**WHAT YOU ARE ASKED TO DO:** Your answer must be the records, copied with no change.

[Data items]
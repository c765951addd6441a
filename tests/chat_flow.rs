//! Chat thread lifecycle: provisional draft, atomic adoption of the
//! server-allocated thread, durable resume, and the typing delay.

use std::sync::Arc;
use std::time::Duration;

use bottega_core::application::chat::THREAD_ID_KEY;
use bottega_core::cache::QueryKey;
use bottega_core::domain::chat::MessageRole;
use bottega_core::remote::RemoteErrorKind;
use bottega_core::remote::memory::InMemoryStoreClient;
use bottega_core::session::{DurableStore, MemoryStore};
use bottega_core::{ChatService, CoreConfig, MutationCoordinator, MutationError, QueryCache};

struct Fixture {
    cache: Arc<QueryCache>,
    client: Arc<InMemoryStoreClient>,
    durable: Arc<MemoryStore>,
    chat: Arc<ChatService>,
}

fn fixture() -> Fixture {
    let _ = tracing_subscriber::fmt()
        .with_env_filter(tracing_subscriber::EnvFilter::from_default_env())
        .with_test_writer()
        .try_init();
    let cache = Arc::new(QueryCache::new());
    let client = Arc::new(InMemoryStoreClient::new());
    let durable = Arc::new(MemoryStore::new());
    let coordinator = Arc::new(MutationCoordinator::new(cache.clone()));
    let chat = Arc::new(ChatService::new(
        cache.clone(),
        coordinator,
        client.clone(),
        durable.clone(),
        CoreConfig::default(),
    ));
    Fixture {
        cache,
        client,
        durable,
        chat,
    }
}

#[tokio::test(start_paused = true)]
async fn first_message_migrates_draft_to_thread_atomically() {
    let fx = fixture();
    assert!(fx.chat.thread_id().is_none());

    fx.chat
        .send_message("where is my order?")
        .await
        .expect("send");

    // Exactly one live slot: the draft is gone, the thread holds the
    // confirmed user message.
    let thread_id = fx.chat.thread_id().expect("adopted thread id");
    assert!(fx.cache.read(&QueryKey::ChatDraft).is_none());
    let entry = fx
        .cache
        .read(&QueryKey::ChatThread(thread_id))
        .expect("thread entry");
    let thread = entry.value.expect("value").as_chat().cloned().expect("chat");
    assert_eq!(thread.len(), 1);
    assert_eq!(thread.messages[0].role, MessageRole::User);
    assert!(!thread.messages[0].pending);

    // The id is durable for the next session.
    assert_eq!(
        fx.durable.get(THREAD_ID_KEY),
        Some(thread_id.to_string())
    );

    // The assistant reply is withheld until the typing delay elapses.
    assert!(fx.chat.view().is_typing);
    assert_eq!(fx.chat.view().messages.len(), 1);

    tokio::time::sleep(Duration::from_millis(1_300)).await;

    let view = fx.chat.view();
    assert!(!view.is_typing);
    assert_eq!(view.messages.len(), 2);
    assert_eq!(view.messages[1].role, MessageRole::Assistant);
}

#[tokio::test(start_paused = true)]
async fn second_message_targets_the_adopted_thread() {
    let fx = fixture();
    fx.chat.send_message("first").await.expect("send");
    tokio::time::sleep(Duration::from_millis(1_300)).await;

    fx.chat.send_message("second").await.expect("send");
    tokio::time::sleep(Duration::from_millis(1_300)).await;

    assert!(fx.cache.read(&QueryKey::ChatDraft).is_none());
    let view = fx.chat.view();
    // Two user messages, two assistant replies.
    assert_eq!(view.messages.len(), 4);
    let user_count = view
        .messages
        .iter()
        .filter(|message| message.role == MessageRole::User)
        .count();
    assert_eq!(user_count, 2);
}

#[tokio::test(start_paused = true)]
async fn reload_resumes_the_same_thread_from_durable_id() {
    let fx = fixture();
    fx.chat.send_message("remember me").await.expect("send");
    tokio::time::sleep(Duration::from_millis(1_300)).await;
    let thread_id = fx.chat.thread_id().expect("thread id");

    // A fresh session: new cache and service, same durable store and
    // server.
    let cache = Arc::new(QueryCache::new());
    let coordinator = Arc::new(MutationCoordinator::new(cache.clone()));
    let resumed = ChatService::new(
        cache,
        coordinator,
        fx.client.clone(),
        fx.durable.clone(),
        CoreConfig::default(),
    );
    assert_eq!(resumed.thread_id(), Some(thread_id));

    resumed.load().await.expect("resume load");
    let view = resumed.view();
    assert_eq!(view.messages.len(), 2);
    assert_eq!(view.messages[0].body, "remember me");
}

#[tokio::test(start_paused = true)]
async fn concurrent_first_sends_share_one_thread() {
    let fx = fixture();
    fx.client.set_latency(Duration::from_millis(50));

    // Both sends start before any thread exists. The second must wait for
    // the first's adoption and land on the same conversation instead of
    // making the server allocate a second one.
    let first = tokio::spawn({
        let chat = fx.chat.clone();
        async move { chat.send_message("first question").await }
    });
    tokio::task::yield_now().await;
    let second = tokio::spawn({
        let chat = fx.chat.clone();
        async move { chat.send_message("second question").await }
    });

    first.await.expect("join first").expect("send");
    second.await.expect("join second").expect("send");
    tokio::time::sleep(Duration::from_millis(1_300)).await;

    assert!(fx.cache.read(&QueryKey::ChatDraft).is_none());
    let thread_id = fx.chat.thread_id().expect("thread id");
    let user_bodies: Vec<_> = fx
        .chat
        .view()
        .messages
        .iter()
        .filter(|message| message.role == MessageRole::User)
        .map(|message| message.body.clone())
        .collect();
    assert_eq!(user_bodies, vec!["first question", "second question"]);

    // One server-side conversation holds both messages.
    let server = fx.client.server_thread(thread_id).expect("server thread");
    let server_user_count = server
        .messages
        .iter()
        .filter(|message| message.role == MessageRole::User)
        .count();
    assert_eq!(server_user_count, 2);
}

#[tokio::test]
async fn failed_first_send_keeps_the_draft_provisional() {
    let fx = fixture();
    fx.client.fail_next(RemoteErrorKind::Network);

    let error = fx
        .chat
        .send_message("lost in transit")
        .await
        .expect_err("network failure");
    assert!(matches!(error, MutationError::Network(_)));

    // No thread was adopted and the draft rolled back to absent.
    assert!(fx.chat.thread_id().is_none());
    assert!(fx.cache.read(&QueryKey::ChatDraft).is_none());
    assert_eq!(fx.chat.view().error, Some(error));
}

#[tokio::test]
async fn empty_message_is_rejected_locally() {
    let fx = fixture();
    let error = fx
        .chat
        .send_message("   ")
        .await
        .expect_err("empty body");
    assert!(matches!(error, MutationError::Validation(_)));
    // Nothing was written optimistically.
    assert!(fx.cache.read(&QueryKey::ChatDraft).is_none());
}

#[tokio::test(start_paused = true)]
async fn typing_delay_does_not_block_settlement() {
    let fx = fixture();

    // send_message returns before the typing delay elapses; the reply
    // lands later without any further calls.
    fx.chat.send_message("quick question").await.expect("send");
    assert_eq!(fx.chat.view().messages.len(), 1);
    assert!(fx.chat.view().is_typing);

    tokio::time::sleep(Duration::from_millis(1_300)).await;
    assert_eq!(fx.chat.view().messages.len(), 2);

    // The thread was re-marked stale so the next observation reconciles
    // with the server log.
    let thread_id = fx.chat.thread_id().expect("thread id");
    let entry = fx
        .cache
        .read(&QueryKey::ChatThread(thread_id))
        .expect("entry");
    assert!(entry.stale_after.is_some());
}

**ANSWER BOX:**
repository c765951addd6441a
filename tests/chat_flow.rs
//! Chat thread lifecycle: provisional draft, atomic adoption of the
//! server-allocated thread, durable resume, and the typing delay.

use std::sync::Arc;
use std::time::Duration;

use bottega_core::application::chat::THREAD_ID_KEY;
use bottega_core::cache::QueryKey;
use bottega_core::domain::chat::MessageRole;
use bottega_core::remote::RemoteErrorKind;
use bottega_core::remote::memory::InMemoryStoreClient;
use bottega_core::session::{DurableStore, MemoryStore};
use bottega_core::{ChatService, CoreConfig, MutationCoordinator, MutationError, QueryCache};

struct Fixture {
    cache: Arc<QueryCache>,
    client: Arc<InMemoryStoreClient>,
    durable: Arc<MemoryStore>,
    chat: Arc<ChatService>,
}

fn fixture() -> Fixture {
    let _ = tracing_subscriber::fmt()
        .with_env_filter(tracing_subscriber::EnvFilter::from_default_env())
        .with_test_writer()
        .try_init();
    let cache = Arc::new(QueryCache::new());
    let client = Arc::new(InMemoryStoreClient::new());
    let durable = Arc::new(MemoryStore::new());
    let coordinator = Arc::new(MutationCoordinator::new(cache.clone()));
    let chat = Arc::new(ChatService::new(
        cache.clone(),
        coordinator,
        client.clone(),
        durable.clone(),
        CoreConfig::default(),
    ));
    Fixture {
        cache,
        client,
        durable,
        chat,
    }
}

#[tokio::test(start_paused = true)]
async fn first_message_migrates_draft_to_thread_atomically() {
    let fx = fixture();
    assert!(fx.chat.thread_id().is_none());

    fx.chat
        .send_message("where is my order?")
        .await
        .expect("send");

    // Exactly one live slot: the draft is gone, the thread holds the
    // confirmed user message.
    let thread_id = fx.chat.thread_id().expect("adopted thread id");
    assert!(fx.cache.read(&QueryKey::ChatDraft).is_none());
    let entry = fx
        .cache
        .read(&QueryKey::ChatThread(thread_id))
        .expect("thread entry");
    let thread = entry.value.expect("value").as_chat().cloned().expect("chat");
    assert_eq!(thread.len(), 1);
    assert_eq!(thread.messages[0].role, MessageRole::User);
    assert!(!thread.messages[0].pending);

    // The id is durable for the next session.
    assert_eq!(
        fx.durable.get(THREAD_ID_KEY),
        Some(thread_id.to_string())
    );

    // The assistant reply is withheld until the typing delay elapses.
    assert!(fx.chat.view().is_typing);
    assert_eq!(fx.chat.view().messages.len(), 1);

    tokio::time::sleep(Duration::from_millis(1_300)).await;

    let view = fx.chat.view();
    assert!(!view.is_typing);
    assert_eq!(view.messages.len(), 2);
    assert_eq!(view.messages[1].role, MessageRole::Assistant);
}

#[tokio::test(start_paused = true)]
async fn second_message_targets_the_adopted_thread() {
    let fx = fixture();
    fx.chat.send_message("first").await.expect("send");
    tokio::time::sleep(Duration::from_millis(1_300)).await;

    fx.chat.send_message("second").await.expect("send");
    tokio::time::sleep(Duration::from_millis(1_300)).await;

    assert!(fx.cache.read(&QueryKey::ChatDraft).is_none());
    let view = fx.chat.view();
    // Two user messages, two assistant replies.
    assert_eq!(view.messages.len(), 4);
    let user_count = view
        .messages
        .iter()
        .filter(|message| message.role == MessageRole::User)
        .count();
    assert_eq!(user_count, 2);
}

#[tokio::test(start_paused = true)]
async fn reload_resumes_the_same_thread_from_durable_id() {
    let fx = fixture();
    fx.chat.send_message("remember me").await.expect("send");
    tokio::time::sleep(Duration::from_millis(1_300)).await;
    let thread_id = fx.chat.thread_id().expect("thread id");

    // A fresh session: new cache and service, same durable store and
    // server.
    let cache = Arc::new(QueryCache::new());
    let coordinator = Arc::new(MutationCoordinator::new(cache.clone()));
    let resumed = ChatService::new(
        cache,
        coordinator,
        fx.client.clone(),
        fx.durable.clone(),
        CoreConfig::default(),
    );
    assert_eq!(resumed.thread_id(), Some(thread_id));

    resumed.load().await.expect("resume load");
    let view = resumed.view();
    assert_eq!(view.messages.len(), 2);
    assert_eq!(view.messages[0].body, "remember me");
}

#[tokio::test(start_paused = true)]
async fn concurrent_first_sends_share_one_thread() {
    let fx = fixture();
    fx.client.set_latency(Duration::from_millis(50));

    // Both sends start before any thread exists. The second must wait for
    // the first's adoption and land on the same conversation instead of
    // making the server allocate a second one.
    let first = tokio::spawn({
        let chat = fx.chat.clone();
        async move { chat.send_message("first question").await }
    });
    tokio::task::yield_now().await;
    let second = tokio::spawn({
        let chat = fx.chat.clone();
        async move { chat.send_message("second question").await }
    });

    first.await.expect("join first").expect("send");
    second.await.expect("join second").expect("send");
    tokio::time::sleep(Duration::from_millis(1_300)).await;

    assert!(fx.cache.read(&QueryKey::ChatDraft).is_none());
    let thread_id = fx.chat.thread_id().expect("thread id");
    let user_bodies: Vec<_> = fx
        .chat
        .view()
        .messages
        .iter()
        .filter(|message| message.role == MessageRole::User)
        .map(|message| message.body.clone())
        .collect();
    assert_eq!(user_bodies, vec!["first question", "second question"]);

    // One server-side conversation holds both messages.
    let server = fx.client.server_thread(thread_id).expect("server thread");
    let server_user_count = server
        .messages
        .iter()
        .filter(|message| message.role == MessageRole::User)
        .count();
    assert_eq!(server_user_count, 2);
}

#[tokio::test]
async fn failed_first_send_keeps_the_draft_provisional() {
    let fx = fixture();
    fx.client.fail_next(RemoteErrorKind::Network);

    let error = fx
        .chat
        .send_message("lost in transit")
        .await
        .expect_err("network failure");
    assert!(matches!(error, MutationError::Network(_)));

    // No thread was adopted and the draft rolled back to absent.
    assert!(fx.chat.thread_id().is_none());
    assert!(fx.cache.read(&QueryKey::ChatDraft).is_none());
    assert_eq!(fx.chat.view().error, Some(error));
}

#[tokio::test]
async fn empty_message_is_rejected_locally() {
    let fx = fixture();
    let error = fx
        .chat
        .send_message("   ")
        .await
        .expect_err("empty body");
    assert!(matches!(error, MutationError::Validation(_)));
    // Nothing was written optimistically.
    assert!(fx.cache.read(&QueryKey::ChatDraft).is_none());
}

#[tokio::test(start_paused = true)]
async fn typing_delay_does_not_block_settlement() {
    let fx = fixture();

    // send_message returns before the typing delay elapses; the reply
    // lands later without any further calls.
    fx.chat.send_message("quick question").await.expect("send");
    assert_eq!(fx.chat.view().messages.len(), 1);
    assert!(fx.chat.view().is_typing);

    tokio::time::sleep(Duration::from_millis(1_300)).await;
    assert_eq!(fx.chat.view().messages.len(), 2);

    // The thread was re-marked stale so the next observation reconciles
    // with the server log.
    let thread_id = fx.chat.thread_id().expect("thread id");
    let entry = fx
        .cache
        .read(&QueryKey::ChatThread(thread_id))
        .expect("entry");
    assert!(entry.stale_after.is_some());
}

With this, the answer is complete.